=== What to do ===
Find how many lines in the listing below include the word "Debug". Give that number only.

=== Data records ===
—————

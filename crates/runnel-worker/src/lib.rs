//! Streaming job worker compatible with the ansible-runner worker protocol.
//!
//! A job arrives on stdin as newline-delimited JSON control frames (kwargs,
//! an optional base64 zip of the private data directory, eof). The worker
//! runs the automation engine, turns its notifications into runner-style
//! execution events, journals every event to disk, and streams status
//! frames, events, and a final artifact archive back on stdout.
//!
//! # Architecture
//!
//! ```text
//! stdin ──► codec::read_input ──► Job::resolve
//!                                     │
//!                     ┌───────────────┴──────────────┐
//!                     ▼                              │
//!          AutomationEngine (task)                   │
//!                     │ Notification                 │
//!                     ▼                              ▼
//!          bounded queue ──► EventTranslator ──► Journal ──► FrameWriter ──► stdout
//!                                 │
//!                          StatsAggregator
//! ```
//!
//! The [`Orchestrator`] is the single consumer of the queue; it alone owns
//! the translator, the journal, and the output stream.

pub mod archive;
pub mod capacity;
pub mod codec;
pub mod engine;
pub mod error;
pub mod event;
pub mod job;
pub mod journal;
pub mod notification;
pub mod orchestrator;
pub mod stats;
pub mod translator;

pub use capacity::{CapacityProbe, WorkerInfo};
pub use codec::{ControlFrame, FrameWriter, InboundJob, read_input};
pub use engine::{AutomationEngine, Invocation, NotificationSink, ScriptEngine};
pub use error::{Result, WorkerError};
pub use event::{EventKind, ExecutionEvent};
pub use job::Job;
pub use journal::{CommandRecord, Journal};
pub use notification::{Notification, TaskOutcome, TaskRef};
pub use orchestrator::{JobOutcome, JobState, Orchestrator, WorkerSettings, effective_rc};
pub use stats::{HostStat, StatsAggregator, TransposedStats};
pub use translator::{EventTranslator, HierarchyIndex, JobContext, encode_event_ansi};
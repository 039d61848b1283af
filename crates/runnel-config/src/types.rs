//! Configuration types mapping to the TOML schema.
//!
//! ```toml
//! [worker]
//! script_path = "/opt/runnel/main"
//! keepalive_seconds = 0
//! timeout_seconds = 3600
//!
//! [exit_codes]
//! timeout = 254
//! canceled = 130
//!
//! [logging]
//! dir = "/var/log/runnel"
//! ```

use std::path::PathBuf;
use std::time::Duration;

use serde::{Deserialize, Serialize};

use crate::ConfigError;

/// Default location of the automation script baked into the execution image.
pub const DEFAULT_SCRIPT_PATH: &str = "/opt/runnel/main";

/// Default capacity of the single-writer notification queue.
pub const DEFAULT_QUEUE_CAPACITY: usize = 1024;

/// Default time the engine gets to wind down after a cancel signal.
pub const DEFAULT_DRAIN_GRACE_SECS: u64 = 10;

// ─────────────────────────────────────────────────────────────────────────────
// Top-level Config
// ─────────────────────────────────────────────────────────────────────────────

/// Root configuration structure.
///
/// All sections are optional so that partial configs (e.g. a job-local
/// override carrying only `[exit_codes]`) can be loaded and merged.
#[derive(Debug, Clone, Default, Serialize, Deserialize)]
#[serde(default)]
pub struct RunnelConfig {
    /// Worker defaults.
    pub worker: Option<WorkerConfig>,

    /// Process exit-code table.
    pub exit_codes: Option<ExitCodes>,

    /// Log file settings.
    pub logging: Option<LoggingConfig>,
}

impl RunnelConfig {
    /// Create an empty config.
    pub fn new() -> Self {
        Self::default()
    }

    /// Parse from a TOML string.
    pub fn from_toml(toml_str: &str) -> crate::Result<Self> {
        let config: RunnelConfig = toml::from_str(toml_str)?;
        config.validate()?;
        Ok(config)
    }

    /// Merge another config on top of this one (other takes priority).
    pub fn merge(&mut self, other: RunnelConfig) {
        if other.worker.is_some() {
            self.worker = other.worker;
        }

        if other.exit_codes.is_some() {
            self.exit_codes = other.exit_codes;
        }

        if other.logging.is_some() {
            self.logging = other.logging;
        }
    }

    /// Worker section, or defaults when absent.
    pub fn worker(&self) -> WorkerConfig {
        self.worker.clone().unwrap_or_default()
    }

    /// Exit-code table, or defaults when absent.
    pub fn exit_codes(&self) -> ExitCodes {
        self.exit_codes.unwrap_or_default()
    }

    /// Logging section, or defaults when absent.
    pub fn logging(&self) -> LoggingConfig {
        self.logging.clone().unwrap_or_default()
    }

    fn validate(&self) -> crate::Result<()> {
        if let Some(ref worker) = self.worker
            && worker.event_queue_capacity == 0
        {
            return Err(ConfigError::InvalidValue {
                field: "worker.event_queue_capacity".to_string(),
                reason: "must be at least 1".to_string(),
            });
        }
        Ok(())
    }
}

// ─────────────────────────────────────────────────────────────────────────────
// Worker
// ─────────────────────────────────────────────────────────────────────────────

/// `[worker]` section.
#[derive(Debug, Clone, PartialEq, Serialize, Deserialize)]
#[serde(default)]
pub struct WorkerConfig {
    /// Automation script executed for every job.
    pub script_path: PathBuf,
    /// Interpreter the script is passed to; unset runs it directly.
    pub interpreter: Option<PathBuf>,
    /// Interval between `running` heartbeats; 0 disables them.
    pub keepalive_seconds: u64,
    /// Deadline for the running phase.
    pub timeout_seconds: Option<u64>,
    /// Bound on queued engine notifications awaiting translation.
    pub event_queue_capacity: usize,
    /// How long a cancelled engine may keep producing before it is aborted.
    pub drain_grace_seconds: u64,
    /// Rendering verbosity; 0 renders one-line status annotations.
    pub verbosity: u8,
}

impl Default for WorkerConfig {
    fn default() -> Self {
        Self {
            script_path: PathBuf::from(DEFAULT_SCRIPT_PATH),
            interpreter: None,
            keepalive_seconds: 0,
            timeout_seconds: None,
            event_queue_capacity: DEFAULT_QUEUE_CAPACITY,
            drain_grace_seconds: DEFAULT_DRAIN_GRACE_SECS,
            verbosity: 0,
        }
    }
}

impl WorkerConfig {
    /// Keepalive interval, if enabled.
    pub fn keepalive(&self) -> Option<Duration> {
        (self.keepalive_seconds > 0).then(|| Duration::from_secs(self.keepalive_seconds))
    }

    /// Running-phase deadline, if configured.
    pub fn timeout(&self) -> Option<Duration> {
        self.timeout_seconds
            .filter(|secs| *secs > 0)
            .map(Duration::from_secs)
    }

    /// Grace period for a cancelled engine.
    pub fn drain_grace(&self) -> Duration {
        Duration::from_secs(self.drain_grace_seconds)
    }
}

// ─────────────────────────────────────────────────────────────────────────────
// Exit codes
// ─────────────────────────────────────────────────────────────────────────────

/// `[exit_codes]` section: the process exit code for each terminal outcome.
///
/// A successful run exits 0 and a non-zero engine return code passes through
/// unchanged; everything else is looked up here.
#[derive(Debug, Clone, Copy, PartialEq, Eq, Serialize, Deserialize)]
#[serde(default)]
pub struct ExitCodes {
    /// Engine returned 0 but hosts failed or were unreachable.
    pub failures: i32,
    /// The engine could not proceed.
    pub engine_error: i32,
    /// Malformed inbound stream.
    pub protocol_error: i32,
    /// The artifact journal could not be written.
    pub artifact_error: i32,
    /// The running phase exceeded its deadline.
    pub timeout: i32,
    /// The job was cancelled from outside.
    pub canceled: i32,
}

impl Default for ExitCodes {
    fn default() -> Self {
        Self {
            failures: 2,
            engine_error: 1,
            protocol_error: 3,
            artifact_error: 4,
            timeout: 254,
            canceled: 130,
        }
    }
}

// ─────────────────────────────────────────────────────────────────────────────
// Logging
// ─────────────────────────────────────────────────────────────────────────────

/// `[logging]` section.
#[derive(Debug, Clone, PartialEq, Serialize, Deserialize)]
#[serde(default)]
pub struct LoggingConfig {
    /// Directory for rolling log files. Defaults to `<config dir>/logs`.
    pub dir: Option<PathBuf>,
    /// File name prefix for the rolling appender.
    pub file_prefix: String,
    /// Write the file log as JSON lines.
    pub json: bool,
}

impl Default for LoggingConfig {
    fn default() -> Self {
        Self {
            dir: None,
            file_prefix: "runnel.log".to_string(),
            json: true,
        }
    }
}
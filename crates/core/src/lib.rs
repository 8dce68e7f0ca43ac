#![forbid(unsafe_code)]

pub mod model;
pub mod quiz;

—————

=== Response to this exercise ===
4